Top 10 Ways to Lower Your Life Insurance Costs

by | Apr 14, 2022 | Life Insurance

Top 10 Ways to Lower Your Life Insurance Costs

Capitation is a sort of healthcare payment system in which an insurer or physician association pays a preset sum per patient for a certain length of time.

It pays a predetermined amount to the doctor, called as the primary care physician (PCP), for each registered patient, whether or not the patient seeks treatment. The PCP is often contracted with an independent practice association (IPA), a sort of health maintenance organization (HMO) whose purpose it is to acquire patients.

The reimbursement is calculated based on the average predicted healthcare use of each patient in the group, with higher utilization charges attributed to groups with higher expected medical demands.

 

The term capitation comes from the Latin word for caput, meaning head, and is used to describe the headcount within an HMO or similar group.

 

Examples of Healthcare Capitation

A capitation model would be an IPA that negotiates a charge of $500 per patient per year with an authorized PCP. For an HMO group of 1,000 patients, the PCP would be paid $500,000 per year and expected to provide all permitted medical services to the 1,000 patients for the whole year.

If a single patient uses $2,000 in healthcare services, the practice will lose $1,500 on that patient. On the other hand, if a person just utilizes $10 worth of healthcare services, the doctor stands to earn $490.

The model’s projected profitability is ultimately determined by how much health care the group is anticipated to need. Because patients with pre-existing diseases are often mixed together with younger, healthier patients, predicted earnings might occasionally diverge from actual profits.

Primary and secondary capitation linkages exist:

 

Primary capitation is an arrangement in which the IPA pays the PCP directly for each patient who chooses to utilize that practice.

 

Secondary capitation is when a secondary provider authorized by the IPA (such as a lab, radiology facility, or medical specialist) is utilized, the PCP’s enrolled membership is deducted.

 

There are also PCPs that work under a preventive health philosophy and are paid more for preventing sickness rather than treating it. The PCP would profit the most from this strategy by avoiding costly medical treatments.

 

PRO

CONS

·         Simplifies bookkeeping

·         Providers may spend less time per patient

·         Discourages excessive billing or more costly procedures

·         Incentivizes providing fewer services

·         Patients avoid unnecessary tests and procedures

 

 

Advantages of a Capitation System

HMOs and IPAs are the groups most likely to gain from a healthcare capitation system.

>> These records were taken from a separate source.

//! Feed fetching and parsing.
//!
//! RSS 2.0, RSS 1.0 (RDF) and Atom are read with quick-xml's serde support.
//! Only the fields the engine uses are modelled; everything else is ignored.

use std::time::Duration;

use chrono::{DateTime, FixedOffset};
use quick_xml::events::Event;
use quick_xml::Reader;
use serde::Deserialize;

use crate::error::{Error, Result};
use crate::models::{Entry, Feed};

#[allow(async_fn_in_trait)]
pub trait FeedSource {
    async fn fetch(&self, url: &str) -> Result<Feed>;
}

/// Fetches feeds over HTTP(S).
#[derive(Debug, Clone)]
pub struct HttpFeedSource {
    client: reqwest::Client,
}

impl HttpFeedSource {
    pub fn new() -> Result<Self> {
        let client = reqwest::Client::builder()
            .user_agent(concat!("rss2imap/", env!("CARGO_PKG_VERSION")))
            .timeout(Duration::from_secs(30))
            .build()
            .map_err(|e| Error::Config(format!("HTTP client: {e}")))?;
        Ok(HttpFeedSource { client })
    }
}

impl FeedSource for HttpFeedSource {
    async fn fetch(&self, url: &str) -> Result<Feed> {
        log::debug!("Fetching feed {}", url);
        let response = self
            .client
            .get(url)
            .send()
            .await
            .map_err(|e| Error::feed(url, e))?;
        if !response.status().is_success() {
            return Err(Error::feed(url, format!("HTTP {}", response.status())));
        }
        let body = response.text().await.map_err(|e| Error::feed(url, e))?;
        parse_feed(&body).map_err(|reason| Error::feed(url, reason))
    }
}

// ============================================================================
// RSS 2.0 / RSS 1.0 structures
// ============================================================================

#[derive(Debug, Deserialize)]
struct Rss {
    channel: RssChannel,
}

#[derive(Debug, Deserialize)]
struct RssChannel {
    title: Option<String>,
    #[serde(rename = "item", default)]
    items: Vec<RssItem>,
}

#[derive(Debug, Deserialize)]
struct Rdf {
    channel: Option<RdfChannel>,
    #[serde(rename = "item", default)]
    items: Vec<RssItem>,
}

#[derive(Debug, Deserialize)]
struct RdfChannel {
    title: Option<String>,
}

#[derive(Debug, Deserialize)]
struct RssItem {
    title: Option<String>,
    link: Option<String>,
    author: Option<String>,
    #[serde(rename = "dc:creator", alias = "creator")]
    creator: Option<String>,
    description: Option<String>,
    #[serde(rename = "content:encoded", alias = "encoded")]
    encoded: Option<String>,
    #[serde(rename = "pubDate")]
    pub_date: Option<String>,
    #[serde(rename = "dc:date", alias = "date")]
    dc_date: Option<String>,
}

// ============================================================================
// Atom structures
// ============================================================================

#[derive(Debug, Deserialize)]
struct AtomFeed {
    title: Option<AtomText>,
    #[serde(rename = "entry", default)]
    entries: Vec<AtomEntry>,
}

#[derive(Debug, Deserialize)]
struct AtomEntry {
    title: Option<AtomText>,
    #[serde(rename = "link", default)]
    links: Vec<AtomLink>,
    id: Option<String>,
    #[serde(rename = "author", default)]
    authors: Vec<AtomPerson>,
    published: Option<String>,
    updated: Option<String>,
    content: Option<AtomText>,
    summary: Option<AtomText>,
}

#[derive(Debug, Deserialize)]
struct AtomText {
    #[serde(rename = "$text", default)]
    value: String,
}

#[derive(Debug, Deserialize)]
struct AtomLink {
    #[serde(rename = "@href")]
    href: String,
    #[serde(rename = "@rel")]
    rel: Option<String>,
}

#[derive(Debug, Deserialize)]
struct AtomPerson {
    name: Option<String>,
}

// ============================================================================
// Parsing
// ============================================================================

/// Parse an RSS or Atom document.
pub fn parse_feed(xml: &str) -> std::result::Result<Feed, String> {
    let (root, encoding) = sniff(xml)?;
    let encoding = encoding.unwrap_or_else(|| "utf-8".into());

    match root.as_str() {
        "rss" => {
            let rss: Rss = quick_xml::de::from_str(xml).map_err(|e| format!("RSS: {e}"))?;
            Ok(Feed {
                title: rss.channel.title,
                encoding,
                entries: rss.channel.items.into_iter().map(rss_entry).collect(),
            })
        }
        "RDF" => {
            let rdf: Rdf = quick_xml::de::from_str(xml).map_err(|e| format!("RDF: {e}"))?;
            Ok(Feed {
                title: rdf.channel.and_then(|c| c.title),
                encoding,
                entries: rdf.items.into_iter().map(rss_entry).collect(),
            })
        }
        "feed" => {
            let atom: AtomFeed = quick_xml::de::from_str(xml).map_err(|e| format!("Atom: {e}"))?;
            Ok(Feed {
                title: atom.title.map(|t| t.value),
                encoding,
                entries: atom.entries.into_iter().map(atom_entry).collect(),
            })
        }
        other => Err(format!("unsupported document root <{other}>")),
    }
}

/// Root element's local name and the declared encoding, if any.
fn sniff(xml: &str) -> std::result::Result<(String, Option<String>), String> {
    let mut reader = Reader::from_str(xml);
    let mut encoding = None;
    loop {
        match reader.read_event() {
            Ok(Event::Decl(decl)) => {
                if let Some(Ok(enc)) = decl.encoding() {
                    encoding = Some(String::from_utf8_lossy(&enc).to_ascii_lowercase());
                }
            }
            Ok(Event::Start(e)) | Ok(Event::Empty(e)) => {
                let root = String::from_utf8_lossy(e.local_name().as_ref()).into_owned();
                return Ok((root, encoding));
            }
            Ok(Event::Eof) => return Err("empty document".into()),
            Err(e) => return Err(format!("XML: {e}")),
            _ => {}
        }
    }
}

fn rss_entry(item: RssItem) -> Entry {
    let published = item
        .pub_date
        .as_deref()
        .and_then(parse_date)
        .or_else(|| item.dc_date.as_deref().and_then(parse_date));
    Entry {
        author: non_empty(item.author).or_else(|| non_empty(item.creator)),
        title: item.title.unwrap_or_default().trim().to_string(),
        link: item.link.unwrap_or_default().trim().to_string(),
        published,
        content: non_empty(item.encoded),
        summary: None,
        description: non_empty(item.description),
    }
}

fn atom_entry(entry: AtomEntry) -> Entry {
    let alternate = entry
        .links
        .iter()
        .find(|l| l.rel.as_deref().map_or(true, |r| r == "alternate"))
        .or_else(|| entry.links.first())
        .map(|l| l.href.trim().to_string());
    let link = alternate
        .or_else(|| entry.id.as_ref().map(|id| id.trim().to_string()))
        .unwrap_or_default();
    let published = entry
        .published
        .as_deref()
        .and_then(parse_date)
        .or_else(|| entry.updated.as_deref().and_then(parse_date));

    Entry {
        author: entry.authors.into_iter().find_map(|a| non_empty(a.name)),
        title: entry.title.map(|t| t.value.trim().to_string()).unwrap_or_default(),
        link,
        published,
        content: non_empty(entry.content.map(|c| c.value)),
        summary: non_empty(entry.summary.map(|s| s.value)),
        description: None,
    }
}

/// RFC 2822 (RSS) or RFC 3339 (Atom, Dublin Core).
pub fn parse_date(s: &str) -> Option<DateTime<FixedOffset>> {
    let s = s.trim();
    DateTime::parse_from_rfc2822(s)
        .or_else(|_| DateTime::parse_from_rfc3339(s))
        .ok()
}

fn non_empty(s: Option<String>) -> Option<String> {
    s.map(|s| s.trim().to_string()).filter(|s| !s.is_empty())
}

The main advantage for a doctor is lower accounting expenses. An IPA doctor is not required to have a bigger billing staff, nor is the practice required to wait for reimbursement for its services. By reducing these expenditures and difficulties, a clinic may serve more patients while maintaining a lower total operating expense.

The IPA has the advantage of discouraging PCPs from delivering more treatment than is required or from doing pricey procedures that may be no more effective than less expensive ones. It reduces the possibility of overbilling for operations that may or may not be essential.

The biggest advantage for the patient is that needless and frequently time-consuming treatments are avoided, which may result in greater out-of-pocket payments.

Cons of a Capitation System

One of the primary issues regarding healthcare capitation (as expressed by many HMO participants) is that it incentivizes physicians to enroll as many people as possible, leaving less and less time to actually visit a patient.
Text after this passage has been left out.